1.00 0.00 0.00 0.00 0.00 0.00 0.00 0.04 2.38 148.00
0.00 1.00 0.00 0.00 0.00 0.00 0.00 0.00 -0.09 -6.50
0.00 0.00 1.00 0.00 0.00 0.00 0.00 0.00 0.00 -0.08
0.00 0.00 0.00 1.00 0.00 0.00 0.00 0.00 0.00 0.00
0.00 0.00 0.00 0.00 1.00 0.00 0.00 0.00 0.00 0.00
0.00 0.00 0.00 0.00 0.00 1.00 0.00 0.00 0.00 0.00
0.00 0.00 0.00 0.00 0.00 0.00 1.00 0.00 0.00 0.00
0.00 0.00 0.00 0.00 0.00 0.00 0.00 1.00 0.00 0.00
0.00 0.00 0.00 0.00 0.00 0.00 0.00 0.00 1.00 0.00
0.00 0.00 0.00 0.00 0.00 0.00 0.00 0.00 0.00 1.00

with values formatted as 0.00. Hard to ignore the 148 entry at (1,10).

 

[Harlan Grove]

Jerry W. Lewis wrote...

The condition number (ratio of largerst to smallest eigenvalues
http://en.wikipedia.org/wiki/Condition_number) for this matrix is 6.18E+31,
indicating that inverting it is a very difficult numerical problem.

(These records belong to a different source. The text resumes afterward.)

fn natural_primitive(v: &PrimitiveValue) -> Json {
    use PrimitiveValue::*;
    match v {
        Empty => Json::Null,
        Str(s) => Json::String(s.clone()),
        Strs(c) => collapse(c.iter().cloned().map(Json::String).collect()),
        Tags(c) => collapse(c.iter().map(|&tag| Json::String(tag_key(tag))).collect()),
        U8(c) => Json::String(BASE64.encode(&c[..])),
        I16(c) => collapse(c.iter().map(|&n| Json::from(n)).collect()),
        U16(c) => collapse(c.iter().map(|&n| Json::from(n)).collect()),
        I32(c) => collapse(c.iter().map(|&n| Json::from(n)).collect()),
        U32(c) => collapse(c.iter().map(|&n| Json::from(n)).collect()),
        I64(c) => collapse(c.iter().map(|&n| Json::from(n)).collect()),
        U64(c) => collapse(c.iter().map(|&n| Json::from(n)).collect()),
        F32(c) => collapse(c.iter().map(|&n| float_json(f64::from(n))).collect()),
        F64(c) => collapse(c.iter().map(|&n| float_json(n)).collect()),
    }
}

fn collapse(mut values: Vec<Json>) -> Json {
    if values.len() == 1 {
        values.remove(0)
    } else {
        Json::Array(values)
    }
}

fn float_json(n: f64) -> Json {
    if n.is_nan() {
        Json::String(NAN.to_owned())
    } else if n == f64::INFINITY {
        Json::String(INFINITY.to_owned())
    } else if n == f64::NEG_INFINITY {
        Json::String(NEG_INFINITY.to_owned())
    } else {
        serde_json::Number::from_f64(n)
            .map(Json::Number)
            .unwrap_or(Json::Null)
    }
}

fn tag_key(tag: Tag) -> String {
    format!("{:04X}{:04X}", tag.group(), tag.element())
}

/// Convert a natural JSON data set back into a DICOM data set.
///
/// Attribute keywords are resolved through the given dictionary;
/// keys of the form `"GGGGEEEE"` are parsed as tags directly,
/// and any other unknown key is logged and skipped.
/// The VR of each attribute comes from the dictionary when it is exact,
/// or from the side table ([`NaturalDataset::vr_overrides`]) otherwise;
/// a missing override is logged and a VR is assumed
/// from the dictionary entry and the value's sign.
pub fn denaturalize<D>(
    natural: &NaturalDataset,
    dict: &D,
    options: &DenaturalizeOptions,
) -> Result<Dataset>
where
    D: DataDictionary + ?Sized,
{
    denaturalize_map(&natural.attrs, &natural.vr_overrides, dict, options)
}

Oh, to have eigenvalues and eigenvectors in Excel . . .

And for people skeptical of Wikipedia, there's always MathWorld,

http://mathworld.wolfram.com/ConditionNumber.html

Maybe MSFT just can't stomach the license for LAPACK. Or maybe their
Excel programmers insist on reinventing numerical wheels, progressing
(slowly) from freshman level efforts.